Should one or more of those nonprofits go under, White cautioned, their assets—that include land and properties in town—would be auctioned off, not knowing who the buyers would be or what the tracts would be developed into. “These are really serious concerns,” he said, asking for a break now in better times.

Minacci said she was unaware that the relevant committees weren’t contacted about the signs and applauded the Chamber of Commerce for their action.

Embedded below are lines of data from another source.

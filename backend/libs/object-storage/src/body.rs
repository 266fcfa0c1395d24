/// Streaming object bodies shared by every backend
use bytes::{Bytes, BytesMut};
use futures::stream::{self, BoxStream, Stream, StreamExt};
use std::fmt;
use std::io;

use crate::error::StorageResult;

/// A lazily-read object payload.
///
/// Backends hand out bodies that pull from the network as the consumer polls,
/// so a large object never has to sit in memory unless the caller collects it.
pub struct ObjectBody {
    stream: BoxStream<'static, io::Result<Bytes>>,
    content_length: Option<u64>,
    content_type: Option<String>,
}

impl ObjectBody {
    /// Wrap an arbitrary chunk stream
    pub fn from_stream<S>(stream: S) -> Self
    where
        S: Stream<Item = io::Result<Bytes>> + Send + 'static,
    {
        Self {
            stream: stream.boxed(),
            content_length: None,
            content_type: None,
        }
    }

    /// Body backed by an in-memory buffer
    pub fn from_bytes(data: impl Into<Bytes>) -> Self {
        let data = data.into();
        let len = data.len() as u64;
        Self {
            stream: stream::once(async move { Ok(data) }).boxed(),
            content_length: Some(len),
            content_type: None,
        }
    }

    pub fn with_content_length(mut self, len: u64) -> Self {
        self.content_length = Some(len);
        self
    }

    pub fn with_content_type(mut self, content_type: impl Into<String>) -> Self {
        self.content_type = Some(content_type.into());
        self
    }

    pub fn content_length(&self) -> Option<u64> {
        self.content_length
    }

    pub fn content_type(&self) -> Option<&str> {
        self.content_type.as_deref()
    }

    /// Drain the body into one contiguous buffer.
    ///
    /// Fails on the first chunk error; nothing partial is returned.
    pub async fn collect(mut self) -> StorageResult<Bytes> {
        let capacity = self.content_length.unwrap_or(0).min(64 * 1024 * 1024) as usize;
        let mut buf = BytesMut::with_capacity(capacity);
        while let Some(chunk) = self.stream.next().await {
            buf.extend_from_slice(&chunk?);
        }
        Ok(buf.freeze())
    }

    pub fn into_stream(self) -> BoxStream<'static, io::Result<Bytes>> {
        self.stream
    }
}

impl fmt::Debug for ObjectBody {
    fn fmt(&self, f: &mut fmt::Formatter<'_>) -> fmt::Result {
        f.debug_struct("ObjectBody")
            .field("content_length", &self.content_length)
            .field("content_type", &self.content_type)
            .finish_non_exhaustive()
    }
}
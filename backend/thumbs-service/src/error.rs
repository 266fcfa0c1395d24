/// Error types for thumbs-service HTTP handlers
///
/// Errors are converted to JSON responses for API clients. Pipeline errors
/// (worker, consumer, broker) live next to the code that raises them.
use actix_web::{error::ResponseError, http::StatusCode, HttpResponse};
use object_storage::StorageError;
use serde::Serialize;
use thiserror::Error;

use crate::db::RepositoryError;

/// Result type for thumbs-service handlers
pub type Result<T> = std::result::Result<T, AppError>;

/// Application error types
#[derive(Debug, Error)]
pub enum AppError {
    /// Database operation failed
    #[error("Database error: {0}")]
    DatabaseError(String),

    /// Object storage backend failed or is unreachable
    #[error("Storage error: {0}")]
    StorageError(String),

    /// Resource not found
    #[error("Not found: {0}")]
    NotFound(String),

    /// Bad request
    #[error("Bad request: {0}")]
    BadRequest(String),
}

/// JSON body returned for every error response
#[derive(Debug, Serialize)]
pub struct ErrorResponse {
    pub error: String,
    pub message: String,
    pub status: u16,
    #[serde(rename = "type")]
    pub error_type: String,
    pub code: String,
}

impl ResponseError for AppError {
    fn status_code(&self) -> StatusCode {
        match self {
            AppError::DatabaseError(_) => StatusCode::INTERNAL_SERVER_ERROR,
            AppError::StorageError(_) => StatusCode::BAD_GATEWAY,
            AppError::NotFound(_) => StatusCode::NOT_FOUND,
            AppError::BadRequest(_) => StatusCode::BAD_REQUEST,
        }
    }

    fn error_response(&self) -> HttpResponse {
        let status = self.status_code();
        let (error_type, code) = match self {
            AppError::DatabaseError(_) => ("server_error", "DATABASE_ERROR"),
            AppError::StorageError(_) => ("server_error", "STORAGE_UNAVAILABLE"),
            AppError::NotFound(_) => ("not_found_error", "NOT_FOUND"),
            AppError::BadRequest(_) => ("validation_error", "INVALID_REQUEST"),
        };

        HttpResponse::build(status).json(ErrorResponse {
            error: status
                .canonical_reason()
                .unwrap_or("Error")
                .to_string(),
            message: self.to_string(),
            status: status.as_u16(),
            error_type: error_type.to_string(),
            code: code.to_string(),
        })
    }
}

impl From<StorageError> for AppError {
    fn from(err: StorageError) -> Self {
        match err {
            StorageError::NotFound { key, .. } => AppError::NotFound(key),
            other => AppError::StorageError(other.to_string()),
        }
    }
}

impl From<RepositoryError> for AppError {
    fn from(err: RepositoryError) -> Self {
        AppError::DatabaseError(err.to_string())
    }
}
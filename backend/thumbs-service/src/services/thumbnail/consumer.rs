//! Broker-facing handler for thumbnail requests
//!
//! Receives decoded upload messages from the subscriber, validates them and
//! hands them to the worker. Knows nothing about AMQP: the subscriber turns
//! the returned result into ack/nack/reject.

use async_trait::async_trait;
use std::sync::Arc;
use thiserror::Error;
use tracing::{debug, info, warn};

use super::worker::{ThumbnailWorker, WorkerError};
use crate::models::{InboundMessage, ThumbnailRequest};

#[derive(Debug, Error)]
pub enum ConsumeError {
    /// Message can never succeed, redelivering it is pointless
    #[error("Invalid message: {0}")]
    InvalidMessage(String),

    #[error(transparent)]
    Worker(#[from] WorkerError),
}

impl ConsumeError {
    /// Whether another attempt at the same message might succeed
    pub fn is_retryable(&self) -> bool {
        matches!(self, ConsumeError::Worker(_))
    }
}

/// Handles one decoded message; implemented by [`ThumbnailConsumer`]
#[async_trait]
pub trait MessageHandler: Send + Sync {
    async fn handle(&self, message: InboundMessage) -> Result<(), ConsumeError>;
}

pub struct ThumbnailConsumer {
    worker: Arc<ThumbnailWorker>,
}

impl ThumbnailConsumer {
    pub fn new(worker: Arc<ThumbnailWorker>) -> Self {
        Self { worker }
    }
}

#[async_trait]
impl MessageHandler for ThumbnailConsumer {
    async fn handle(&self, message: InboundMessage) -> Result<(), ConsumeError> {
        if message.filename.trim().is_empty() {
            return Err(ConsumeError::InvalidMessage(
                "filename must not be empty".to_string(),
            ));
        }

        if !message.is_upload() {
            debug!(
                filename = %message.filename,
                event = ?message.event_name,
                "Ignoring non-upload bucket event"
            );
            return Ok(());
        }

        let request = ThumbnailRequest::new(&message.filename, self.worker.dimensions());
        match self.worker.process(&request).await {
            Ok(outcome) => {
                info!(
                    filename = %request.filename,
                    thumbnails = outcome.message.thumbnails.len(),
                    "Thumbnail request completed"
                );
                Ok(())
            }
            Err(e) => {
                warn!(filename = %request.filename, error = %e, "Thumbnail request failed");
                Err(e.into())
            }
        }
    }
}

#[cfg(test)]
mod tests {
    use super::*;
    use object_storage::StorageError;

    #[test]
    fn test_invalid_message_is_not_retryable() {
        assert!(!ConsumeError::InvalidMessage("empty".into()).is_retryable());
    }

    #[test]
    fn test_worker_failure_is_retryable() {
        let err = ConsumeError::from(WorkerError::SourceFetch {
            filename: "a.jpg".into(),
            source: StorageError::not_found("photos", "a.jpg"),
        });
        assert!(err.is_retryable());
    }
}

Cardillo said he “would like to step back” from deciding on the signs that evening, offering instead to meet with the Chamber of Commerce and review the options presented at the session. Canales said he would present recommendations based on the feedback at the meeting when the agenda item is taken up again after the holidays.

“I think that there are solutions out there that we can do, and I don’t want to rush [it],” Cardillo said.

At the meeting, the Select Board also:

  • Approved a special permit for 12 Larrywaug Cross Road, covering a two-story home to serve as the property owners’ residence until a main home is built, with the build to be constructed in the same footprint as an existing nonconforming garage provided a deed restriction is placed on the property such that the new structure could only be used as a year-round rental if rented but not as a short-term rental;
  • Approved, following a National Grid Pole hearing, to install on Larrywaug Cross Road for new service at 12 Larrywaug Cross, provided no trees are taken down;
  • Approved, following a National Grid Pole Hearing, to move two poles on South Hill Road to allow the poles to be more accessible for maintenance, placing them closer to the road;
  • Appointed three members to the Stockbridge Mohican Commission; and
  • Approved appointing Stockbridge Fire Chief Vincent Garofoli as joint Stockbridge/West Stockbridge fire chief for the remainder of fiscal year 2025, with the West Stockbridge Select Board having made the identical approval at the group’s last meeting. Due to the late hour, the Select Board deferred an update on its fire and emergency medical services until the next session.